Year: 1972
Designer: Jaap’t Hooft, Boxtel
Location: the Netherlands
Introduction: The Autonomous dome was designed to be highly self-sufficient and cheap, while still contributing a living space with necessary amenities and comfort. While most other projects aiming for autonomy at the time were polarized between high cost solutions for high comfort dwellers and low cost solution for low-comfort groups, the autonomous dome explored a compromise. While not completely autonomous, the compact house maintained essential amenities and comfort for one or two occupants and had a cost of only $3-4000 (Harper,“The Autonomous House”).

- Structure: The dome form feels more spacious than a rectangular form of the same volume. The placement and number of windows are strictly designed. It also signifies the connection between the earth, the cell, and life. There is a lot of discussion about the form behind it.
- Function: Belt tightening means reducing the size of the house and concentrating energy where it is needed can help reduce energy demand. “Low light-levels can be made more effective by focusing the light where it is needed”(Harper, 1976, p. 145). Low ventilation rates are better sustained if the air is freshened by charcoal filters or ultraviolet lamps.

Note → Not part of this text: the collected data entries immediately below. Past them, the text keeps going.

//! Call-site logging macros.
//!
//! ```rust,ignore
//! use cutedebug::prelude::*;
//!
//! fn spawn_wave(n: usize) {
//!     author!("carol");                       // every call below is carol's
//!     cute_log!("spawning {n} enemies");       // shown only when identity == "carol"
//!     cute_warn!(author: "alice", "wave {n}"); // explicit author wins
//!     cute_assert!(n > 0, "empty wave");
//! }
//! ```
//!
//! The filter runs before any message argument is evaluated. Without the
//! `diagnostics` feature the call sites compile to dead `if false` blocks: the
//! arguments are type-checked but never evaluated.
//!
//! `author!` works by shadowing the `CUTEDEBUG_AUTHOR` constant that
//! `cutedebug::prelude::*` brings into scope, so call sites need the prelude
//! glob (or their own `CUTEDEBUG_AUTHOR`).

#[doc(hidden)]
#[macro_export]
macro_rules! __cute_ctx {
    () => {
        ::core::option::Option::None
    };
    ($ctx:expr) => {
        ::core::option::Option::Some::<&dyn $crate::SceneObject>($ctx)
    };
}

#[cfg(feature = "diagnostics")]
#[doc(hidden)]
#[macro_export]
macro_rules! __cute_admit {
    ($facade:ident, $resolved:ident, $author:expr => $body:block) => {{
        let $facade = $crate::facade();
        let __cute_explicit = $author;
        let $resolved = $crate::resolve_author(
            ::core::convert::AsRef::<str>::as_ref(&__cute_explicit),
            CUTEDEBUG_AUTHOR,
        );
        if $facade.admits($resolved) $body
    }};
}

#[cfg(feature = "diagnostics")]
#[doc(hidden)]
#[macro_export]
macro_rules! __cute_message {
    ($sev:expr; context: $ctx:expr, author: $author:expr, $($arg:tt)+) => {
        $crate::__cute_admit!(__f, __a, $author => {
            __f.emit($sev, __a, ::core::format_args!($($arg)+), $crate::__cute_ctx!($ctx));
        })
    };
    ($sev:expr; author: $author:expr, $($arg:tt)+) => {
        $crate::__cute_admit!(__f, __a, $author => {
            __f.emit($sev, __a, ::core::format_args!($($arg)+), $crate::__cute_ctx!());
        })
    };
    ($sev:expr; context: $ctx:expr, $($arg:tt)+) => {
        $crate::__cute_admit!(__f, __a, "" => {
            __f.emit($sev, __a, ::core::format_args!($($arg)+), $crate::__cute_ctx!($ctx));
        })
    };
    ($sev:expr; $($arg:tt)+) => {
        $crate::__cute_admit!(__f, __a, "" => {
            __f.emit($sev, __a, ::core::format_args!($($arg)+), $crate::__cute_ctx!());
        })
    };
}

#[cfg(feature = "diagnostics")]
#[doc(hidden)]
#[macro_export]
macro_rules! __cute_assert {
    ($ctx:expr, $author:expr, $cond:expr) => {
        $crate::__cute_assert!($ctx, $author, $cond, "{}", $crate::DEFAULT_ASSERT_MESSAGE)
    };
    ($ctx:expr, $author:expr, $cond:expr, $($arg:tt)+) => {
        $crate::__cute_admit!(__f, __a, $author => {
            if !($cond) {
                __f.emit($crate::Severity::Assert, __a, ::core::format_args!($($arg)+), $ctx);
            }
        })
    };
}

/// Info message. `cute_log!([context: obj,] [author: name,] "fmt", args..)`
#[cfg(feature = "diagnostics")]
#[macro_export]
macro_rules! cute_log {
    ($($t:tt)+) => { $crate::__cute_message!($crate::Severity::Info; $($t)+) };
}

/// Warning message; same forms as `cute_log!`.
#[cfg(feature = "diagnostics")]
#[macro_export]
macro_rules! cute_warn {
    ($($t:tt)+) => { $crate::__cute_message!($crate::Severity::Warning; $($t)+) };
}

/// Error message; same forms as `cute_log!`.
#[cfg(feature = "diagnostics")]
#[macro_export]
macro_rules! cute_error {
    ($($t:tt)+) => { $crate::__cute_message!($crate::Severity::Error; $($t)+) };
}

/// Reports a failed condition. Never panics. The condition is only
/// evaluated for admitted call sites.
#[cfg(feature = "diagnostics")]
#[macro_export]
macro_rules! cute_assert {
    (context: $ctx:expr, author: $author:expr, $cond:expr $(,)?) => {
        $crate::__cute_assert!($crate::__cute_ctx!($ctx), $author, $cond)
    };
    (context: $ctx:expr, author: $author:expr, $cond:expr, $($arg:tt)+) => {
        $crate::__cute_assert!($crate::__cute_ctx!($ctx), $author, $cond, $($arg)+)
    };
    (author: $author:expr, $cond:expr $(,)?) => {
        $crate::__cute_assert!($crate::__cute_ctx!(), $author, $cond)
    };
    (author: $author:expr, $cond:expr, $($arg:tt)+) => {
        $crate::__cute_assert!($crate::__cute_ctx!(), $author, $cond, $($arg)+)
    };
    (context: $ctx:expr, $cond:expr $(,)?) => {
        $crate::__cute_assert!($crate::__cute_ctx!($ctx), "", $cond)
    };
    (context: $ctx:expr, $cond:expr, $($arg:tt)+) => {
        $crate::__cute_assert!($crate::__cute_ctx!($ctx), "", $cond, $($arg)+)
    };
    ($cond:expr $(,)?) => {
        $crate::__cute_assert!($crate::__cute_ctx!(), "", $cond)
    };
    ($cond:expr, $($arg:tt)+) => {
        $crate::__cute_assert!($crate::__cute_ctx!(), "", $cond, $($arg)+)
    };
}

/// Logs every item's `Display` form as its own message. The author filter is
/// applied once for the whole batch.
#[cfg(feature = "diagnostics")]
#[macro_export]
macro_rules! cute_log_each {
    (author: $author:expr, $items:expr $(,)?) => {
        $crate::__cute_admit!(__f, __a, $author => { __f.emit_each(__a, $items); })
    };
    ($items:expr $(,)?) => {
        $crate::__cute_admit!(__f, __a, "" => { __f.emit_each(__a, $items); })
    };
}

/// Logs an object's name with the object attached as context.
#[cfg(feature = "diagnostics")]
#[macro_export]
macro_rules! cute_log_object {
    (author: $author:expr, $obj:expr $(,)?) => {
        $crate::__cute_admit!(__f, __a, $author => {
            __f.emit_object(__a, $obj);
        })
    };
    ($obj:expr $(,)?) => {
        $crate::__cute_admit!(__f, __a, "" => {
            __f.emit_object(__a, $obj);
        })
    };
}

/// Default author for every `cute_*!` call in the enclosing block or module.
#[cfg(feature = "diagnostics")]
#[macro_export]
macro_rules! author {
    ($name:expr) => {
        #[allow(dead_code)]
        const CUTEDEBUG_AUTHOR: ::core::option::Option<&'static str> =
            ::core::option::Option::Some($name);
    };
}

// Stripped twins: arguments are type-checked inside `if false` so locals
// stay used, but nothing is evaluated.

#[cfg(not(feature = "diagnostics"))]
#[doc(hidden)]
#[macro_export]
macro_rules! __cute_discard {
    (context: $ctx:expr, author: $author:expr, $($arg:tt)+) => {{
        if false {
            let _ = &$ctx;
            let _ = &$author;
            let _ = ::core::format_args!($($arg)+);
        }
    }};
    (author: $author:expr, $($arg:tt)+) => {{
        if false {
            let _ = &$author;
            let _ = ::core::format_args!($($arg)+);
        }
    }};
    (context: $ctx:expr, $($arg:tt)+) => {{
        if false {
            let _ = &$ctx;
            let _ = ::core::format_args!($($arg)+);
        }
    }};
    ($($arg:tt)+) => {{
        if false {
            let _ = ::core::format_args!($($arg)+);
        }
    }};
}

#[cfg(not(feature = "diagnostics"))]
#[macro_export]
macro_rules! cute_log {
    ($($t:tt)+) => { $crate::__cute_discard!($($t)+) };
}

#[cfg(not(feature = "diagnostics"))]
#[macro_export]
macro_rules! cute_warn {
    ($($t:tt)+) => { $crate::__cute_discard!($($t)+) };
}

#[cfg(not(feature = "diagnostics"))]
#[macro_export]
macro_rules! cute_error {
    ($($t:tt)+) => { $crate::__cute_discard!($($t)+) };
}

#[cfg(not(feature = "diagnostics"))]
#[macro_export]
macro_rules! cute_assert {
    (context: $ctx:expr, author: $author:expr, $cond:expr $(,)?) => {{
        if false {
            let _ = &$ctx;
            let _ = &$author;
            let _: bool = $cond;
        }
    }};
    (context: $ctx:expr, author: $author:expr, $cond:expr, $($arg:tt)+) => {{
        if false {
            let _: bool = $cond;
            $crate::__cute_discard!(context: $ctx, author: $author, $($arg)+);
        }
    }};
    (author: $author:expr, $cond:expr $(,)?) => {{
        if false {
            let _ = &$author;
            let _: bool = $cond;
        }
    }};
    (author: $author:expr, $cond:expr, $($arg:tt)+) => {{
        if false {
            let _: bool = $cond;
            $crate::__cute_discard!(author: $author, $($arg)+);
        }
    }};
    (context: $ctx:expr, $cond:expr $(,)?) => {{
        if false {
            let _ = &$ctx;
            let _: bool = $cond;
        }
    }};
    (context: $ctx:expr, $cond:expr, $($arg:tt)+) => {{
        if false {
            let _: bool = $cond;
            $crate::__cute_discard!(context: $ctx, $($arg)+);
        }
    }};
    ($cond:expr $(,)?) => {{
        if false {
            let _: bool = $cond;
        }
    }};
    ($cond:expr, $($arg:tt)+) => {{
        if false {
            let _: bool = $cond;
            $crate::__cute_discard!($($arg)+);
        }
    }};
}

#[cfg(not(feature = "diagnostics"))]
#[macro_export]
macro_rules! cute_log_each {
    (author: $author:expr, $items:expr $(,)?) => {{
        if false {
            let _ = &$author;
            let _ = &$items;
        }
    }};
    ($items:expr $(,)?) => {{
        if false {
            let _ = &$items;
        }
    }};
}

#[cfg(not(feature = "diagnostics"))]
#[macro_export]
macro_rules! cute_log_object {
    (author: $author:expr, $obj:expr $(,)?) => {{
        if false {
            let _ = &$author;
            let _ = &$obj;
        }
    }};
    ($obj:expr $(,)?) => {{
        if false {
            let _ = &$obj;
        }
    }};
}

#[cfg(not(feature = "diagnostics"))]
#[macro_export]
macro_rules! author {
    ($($t:tt)*) => {};
}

- Electricity: It is almost energy self-sufficient and can supply its own water, electricity, gas, heat and dispose of its waste. But the several conversion systems and units needed to maintain energy autonomy are supplied through the outside world, and the dome’s infrastructure – including the digester, solar collectors and wind turbine – is not integrated into the body of the house, but is scattered throughout the experimental farm. The biogas digester requires pig manure from a neighboring farm to operate.